If you want to protest, protest. Just do it 6 feet apart, preferably 10, in small groups, wearing masks. Talk to your legislators. Go to city council meetings (virtually, if that’s a thing near you). Vote, vote VOTE! But don’t go downtown. We don’t need 2 months of progress turned on its ear because you think your voice being heard requires your literal voice to be heard.
I saw two pictures in my Detroit Free Press today. One was that of the protest. The other was of a “trump road rally”. In one picture it was exceedingly difficult to find a face that didn’t have some sort of covering on it. In the other, it was impossible to find one that did. Guess which was which.
Yes, there might be spread from both events. But as to which one is worse, I know where my money is.
My city of Bellevue got targeted by criminals that looted at least 3 shopping malls in a 1 mile area. You won’t find a marxist or antifa anywhere in the group of out of town bad boys that just wanted to grab free shit and trash the place.

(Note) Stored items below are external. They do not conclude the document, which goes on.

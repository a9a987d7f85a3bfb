//! Shaped reward for a board transition
//!
//! The reward is evaluated on the position after the move has been applied and
//! is expressed from a fixed perspective color (the learning side).

use serde::{Deserialize, Serialize};
use shakmaty::{Color, Role, Square};

use crate::position::GameState;

/// Reward for delivering checkmate (negated for being mated)
pub const CHECKMATE_REWARD: f64 = 100.0;

/// Reward for stalemate
pub const STALEMATE_REWARD: f64 = 0.0;

/// Center weights indexed `[rank][file]`, 0.4 on d4/e4/d5/e5 down to 0.1 on the rim
pub const CENTER_WEIGHTS: [[f64; 8]; 8] = [
    [0.1, 0.1, 0.1, 0.1, 0.1, 0.1, 0.1, 0.1],
    [0.1, 0.2, 0.2, 0.2, 0.2, 0.2, 0.2, 0.1],
    [0.1, 0.2, 0.3, 0.3, 0.3, 0.3, 0.2, 0.1],
    [0.1, 0.2, 0.3, 0.4, 0.4, 0.3, 0.2, 0.1],
    [0.1, 0.2, 0.3, 0.4, 0.4, 0.3, 0.2, 0.1],
    [0.1, 0.2, 0.3, 0.3, 0.3, 0.3, 0.2, 0.1],
    [0.1, 0.2, 0.2, 0.2, 0.2, 0.2, 0.2, 0.1],
    [0.1, 0.1, 0.1, 0.1, 0.1, 0.1, 0.1, 0.1],
];

/// The four central squares
pub const CENTER_SQUARES: [Square; 4] = [Square::D4, Square::E4, Square::D5, Square::E5];

/// Material value of a piece (king is 0; it is never captured)
pub fn piece_value(role: Role) -> f64 {
    match role {
        Role::Pawn => 1.0,
        Role::Knight => 3.0,
        Role::Bishop => 3.0,
        Role::Rook => 5.0,
        Role::Queen => 9.0,
        Role::King => 0.0,
    }
}

/// (file, rank) indices of a square, both 0..8
pub fn file_rank(square: Square) -> (usize, usize) {
    let index = usize::from(square);
    (index % 8, index / 8)
}

/// Center weight of a square as seen by `color` (ranks mirrored for Black)
pub fn center_weight(square: Square, color: Color) -> f64 {
    let (file, rank) = file_rank(square);
    let rank = match color {
        Color::White => rank,
        Color::Black => 7 - rank,
    };
    CENTER_WEIGHTS[rank][file]
}

/// +1 for the perspective side, -1 for the other
fn side_sign(color: Color, perspective: Color) -> f64 {
    if color == perspective {
        1.0
    } else {
        -1.0
    }
}

// ============================================================================
// WEIGHTS
// ============================================================================

/// Blend weights for the reward components
#[derive(Clone, Debug, PartialEq, Serialize, Deserialize)]
pub struct RewardWeights {
    pub material: f64,
    pub positional: f64,
    pub control: f64,
    pub check_bonus: f64,
    /// Fraction of the captured piece's value credited to the capture
    pub capture_fraction: f64,
    pub center_move_bonus: f64,
}

impl Default for RewardWeights {
    fn default() -> Self {
        Self {
            material: 1.0,
            positional: 0.3,
            control: 0.2,
            check_bonus: 0.8,
            capture_fraction: 0.5,
            center_move_bonus: 0.3,
        }
    }
}

// ============================================================================
// COMPONENTS
// ============================================================================

/// Sum of piece values, own minus opponent's
pub fn material_balance(state: &GameState, perspective: Color) -> f64 {
    state
        .pieces()
        .map(|(_, piece)| side_sign(piece.color, perspective) * piece_value(piece.role))
        .sum()
}

/// Sum of center weights under each piece, own minus opponent's
pub fn positional_balance(state: &GameState, perspective: Color) -> f64 {
    state
        .pieces()
        .map(|(sq, piece)| side_sign(piece.color, perspective) * center_weight(sq, piece.color))
        .sum()
}

/// Center weight of every attacked square, own attacks minus opponent attacks
pub fn control_balance(state: &GameState, perspective: Color) -> f64 {
    let mut control = 0.0;
    for square in Square::ALL {
        let weight = center_weight(square, Color::White);
        if state.is_attacked_by(square, perspective) {
            control += weight;
        }
        if state.is_attacked_by(square, !perspective) {
            control -= weight;
        }
    }
    control
}

/// Check, capture and centralization bonus for the last move played.
///
/// Check and capture count for the side that moved. The center bonus counts
/// for the side to move after it, so a black move into the center scores
/// positive for White.
pub fn move_quality(state: &GameState, perspective: Color, weights: &RewardWeights) -> f64 {
    let mv = match state.last_move() {
        Some(mv) => mv,
        None => return 0.0,
    };

    // The side to move now is the one that did not play `mv`
    let mover_sign = side_sign(!state.turn(), perspective);
    let mut bonus = 0.0;

    if state.is_check() {
        bonus += weights.check_bonus;
    }
    if let Some(captured) = mv.capture() {
        bonus += piece_value(captured) * weights.capture_fraction;
    }

    // Centralization is credited to the side now to move, not the mover
    let mut center = 0.0;
    if CENTER_SQUARES.contains(&mv.to()) {
        center = side_sign(state.turn(), perspective) * weights.center_move_bonus;
    }

    mover_sign * bonus + center
}

// ============================================================================
// REWARD MODEL
// ============================================================================

/// Scores positions for the learning side
#[derive(Clone, Debug)]
pub struct RewardModel {
    pub perspective: Color,
    pub weights: RewardWeights,
}

impl Default for RewardModel {
    fn default() -> Self {
        Self::new(Color::White)
    }
}

impl RewardModel {
    pub fn new(perspective: Color) -> Self {
        Self {
            perspective,
            weights: RewardWeights::default(),
        }
    }

    pub fn with_weights(mut self, weights: RewardWeights) -> Self {
        self.weights = weights;
        self
    }

    /// Reward for arriving at `state` (the move has already been applied)
    pub fn score(&self, state: &GameState) -> f64 {
        // Terminal states short-circuit the shaped components
        if state.is_checkmate() {
            let mated = state.turn();
            return if mated == self.perspective {
                -CHECKMATE_REWARD
            } else {
                CHECKMATE_REWARD
            };
        }
        if state.is_stalemate() {
            return STALEMATE_REWARD;
        }

        let w = &self.weights;
        material_balance(state, self.perspective) * w.material
            + positional_balance(state, self.perspective) * w.positional
            + control_balance(state, self.perspective) * w.control
            + move_quality(state, self.perspective, w)
    }
}

// ============================================================================
// TESTS
// ============================================================================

And methinks anyone calling out the antifa boogey man doesn’t understand jack shit about them. Most of the radical antifa like to have a good dust up, and wear the white hat of self righteousness by beating up bad guys. They aren’t anarchists, they aren’t marxists, they aren’t far left, but they do get off on taking on scumbags that take advantage of free speech to promote hate speech. Usually it’s just the right wing racist biker nutbags that do the violence against peaceful protesters. Antifa are there to level the playing field. A good example was the 2016 Sacramento riot. At least one group of racist bikers that showed up were sicced upon by a pack of rabid wolves the minute they showed up. Of course, it wasn’t the first gang attack the bikers had been in, and they pulled knives and started stabbing.
Who is defunding police departments again? (Well, they probably will be if the Senate doesn’t pass a bill giving money to the states and cities to make up for the shortfall from the shutdown.)
So far I’ve seen:
The blue wall cracking, as the three other cops in this incident seem ready to testify against the perp.

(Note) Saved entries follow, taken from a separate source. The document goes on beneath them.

//! Hashable state and action keys
//!
//! A [`StateKey`] is the first four FEN fields of a position (placement, side
//! to move, castling rights, legal en-passant square). Move counters are left
//! out so transpositions share a key. An [`ActionKey`] is the UCI text of a
//! move with standard castling notation.

use std::fmt;

use serde::{Deserialize, Serialize};
use shakmaty::fen::Fen;
use shakmaty::uci::UciMove;
use shakmaty::{CastlingMode, Chess, EnPassantMode, Move};

use crate::error::{Error, Result};

/// Number of FEN fields kept in a state key
const KEY_FIELDS: usize = 4;

/// Counters appended when a key is turned back into a full FEN
const COUNTER_SUFFIX: &str = " 0 1";

/// Canonical position key
#[derive(Clone, Debug, PartialEq, Eq, Hash, PartialOrd, Ord, Serialize, Deserialize)]
pub struct StateKey(String);

impl StateKey {
    /// Encode a position
    pub fn from_position(pos: &Chess) -> Self {
        let fen = Fen::from_position(pos.clone(), EnPassantMode::Legal).to_string();
        let key = fen
            .split_whitespace()
            .take(KEY_FIELDS)
            .collect::<Vec<_>>()
            .join(" ");
        StateKey(key)
    }

    /// Wrap a raw key without checking it; decoding reports problems later
    pub fn from_raw(raw: impl Into<String>) -> Self {
        StateKey(raw.into())
    }

    /// Decode back into a playable position
    pub fn to_position(&self) -> Result<Chess> {
        let fields = self.0.split_whitespace().count();
        if fields != KEY_FIELDS {
            return Err(Error::MalformedState {
                key: self.0.clone(),
                reason: format!("expected {} fields, found {}", KEY_FIELDS, fields),
            });
        }

        let full = format!("{}{}", self.0, COUNTER_SUFFIX);
        let fen = full.parse::<Fen>().map_err(|e| Error::MalformedState {
            key: self.0.clone(),
            reason: e.to_string(),
        })?;

        fen.into_position::<Chess>(CastlingMode::Standard)
            .map_err(|e| Error::MalformedState {
                key: self.0.clone(),
                reason: e.to_string(),
            })
    }

    pub fn as_str(&self) -> &str {
        &self.0
    }

    pub fn into_string(self) -> String {
        self.0
    }
}

impl fmt::Display for StateKey {
    fn fmt(&self, f: &mut fmt::Formatter<'_>) -> fmt::Result {
        f.write_str(&self.0)
    }
}

/// Canonical move key (UCI text)
#[derive(Clone, Debug, PartialEq, Eq, Hash, PartialOrd, Ord, Serialize, Deserialize)]
pub struct ActionKey(String);

impl ActionKey {
    pub fn from_move(mv: &Move) -> Self {
        ActionKey(mv.to_uci(CastlingMode::Standard).to_string())
    }

    /// Parse user or caller supplied UCI text
    pub fn parse(text: &str) -> Result<Self> {
        let trimmed = text.trim();
        trimmed
            .parse::<UciMove>()
            .map_err(|e| Error::MalformedAction {
                action: trimmed.to_string(),
                reason: e.to_string(),
            })?;
        Ok(ActionKey(trimmed.to_string()))
    }

    /// Resolve to a legal move in `pos`
    pub fn to_move(&self, pos: &Chess) -> Result<Move> {
        let uci = self.0.parse::<UciMove>().map_err(|e| Error::MalformedAction {
            action: self.0.clone(),
            reason: e.to_string(),
        })?;

        uci.to_move(pos).map_err(|_| Error::IllegalAction {
            action: self.0.clone(),
            state: StateKey::from_position(pos).into_string(),
        })
    }

    pub fn as_str(&self) -> &str {
        &self.0
    }

    pub fn into_string(self) -> String {
        self.0
    }
}

impl fmt::Display for ActionKey {
    fn fmt(&self, f: &mut fmt::Formatter<'_>) -> fmt::Result {
        f.write_str(&self.0)
    }
}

Police chiefs and other cops kneeling with the protesters. That’s a great sign.
The NFL deciding that kneeling during games isn’t so horrible after all.

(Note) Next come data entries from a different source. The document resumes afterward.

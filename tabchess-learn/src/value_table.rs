//! Sparse state-action value table

use rustc_hash::FxHashMap;
use tabchess_core::{ActionKey, StateKey};

/// Value of any pair that has never been written
pub const DEFAULT_VALUE: f64 = 0.0;

/// Two-level map `state -> action -> value`
///
/// Reads never create entries; only [`ValueTable::set`] does. Entries are
/// never removed.
#[derive(Clone, Debug, Default, PartialEq)]
pub struct ValueTable {
    entries: FxHashMap<StateKey, FxHashMap<ActionKey, f64>>,
}

impl ValueTable {
    pub fn new() -> Self {
        Self::default()
    }

    /// Stored value, or [`DEFAULT_VALUE`] for an unseen pair
    pub fn get(&self, state: &StateKey, action: &ActionKey) -> f64 {
        self.entries
            .get(state)
            .and_then(|actions| actions.get(action))
            .copied()
            .unwrap_or(DEFAULT_VALUE)
    }

    /// Stored value without defaulting
    pub fn lookup(&self, state: &StateKey, action: &ActionKey) -> Option<f64> {
        self.entries.get(state)?.get(action).copied()
    }

    pub fn set(&mut self, state: &StateKey, action: &ActionKey, value: f64) {
        self.entries
            .entry(state.clone())
            .or_default()
            .insert(action.clone(), value);
    }

    /// Highest value over `actions`, `None` if `actions` is empty
    pub fn max_value(&self, state: &StateKey, actions: &[ActionKey]) -> Option<f64> {
        actions
            .iter()
            .map(|action| self.get(state, action))
            .fold(None, |best, value| match best {
                Some(top) if top >= value => Some(top),
                _ => Some(value),
            })
    }

    /// Recorded actions of one state
    pub fn actions(&self, state: &StateKey) -> Option<&FxHashMap<ActionKey, f64>> {
        self.entries.get(state)
    }

    pub fn contains_state(&self, state: &StateKey) -> bool {
        self.entries.contains_key(state)
    }

    /// Number of states with at least one recorded action
    pub fn state_count(&self) -> usize {
        self.entries.len()
    }

    /// Number of recorded state-action pairs
    pub fn entry_count(&self) -> usize {
        self.entries.values().map(|actions| actions.len()).sum()
    }

    pub fn is_empty(&self) -> bool {
        self.entries.is_empty()
    }
}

The DA in Buffalo is charging the cops who pushed over the old guy. Their fellows are not improved, but it is a good sign.
And let’s not conflate looting and protests. That’s pure racist territory. I’ve seen some stuff on arrested looters - many have long arrest records. Opportunists, not people fighting for social justice or antifa.
Yeah, I’m guessing that these guys weren’t antifa:
Same for these guys:
And they hope that useful idiots like Sam Stone won’t notice their domestic-terror ambitions because they’re too busy worrying about the boogeyman of alleged “far left, cultural and economic Marxism”. :rolleyes:
Not only that, but many of the people who get sick will be people who didn’t go to the protests in the first place and didn’t consent to take the risk.
It’s worse in Britain. Here, tens of thousands of people are taking to the streets daily to protest police brutality. British police kill, on average, between two and three people a year. So far, over 40,000 people have died of COVID in the last three months. These people’s priorities are completely fucked. Unfortunately, they won’t realise this for another five to seven days when we get hit with the inevitable spike in cases, many of whom will be their parents and grandparents who weren’t even there.
I see this line of argument fundamentally as concern trolling.
You see this a lot with, say, fashion models. While things are changing, for a while, you had people saying they weren’t biased or perpetuating negative body image - they were concerned about models’ “health”. Of course they were saying this about women who were size 2s or 6s or anybody not a size 0. It was bullshit, of course, though I’m sure some of the ones saying it believed it.
I’m not going to comment on the UK. That’s a different nation and I’m not sufficiently familiar with the social dynamic to really contribute.
But the US? Are there potential health consequences here? Nobody is going to deny it. But people want to somehow equate some entitled jackass who wants a haircut with decades (centuries, really) of oppressive behavior and a social model designed to legitimize it.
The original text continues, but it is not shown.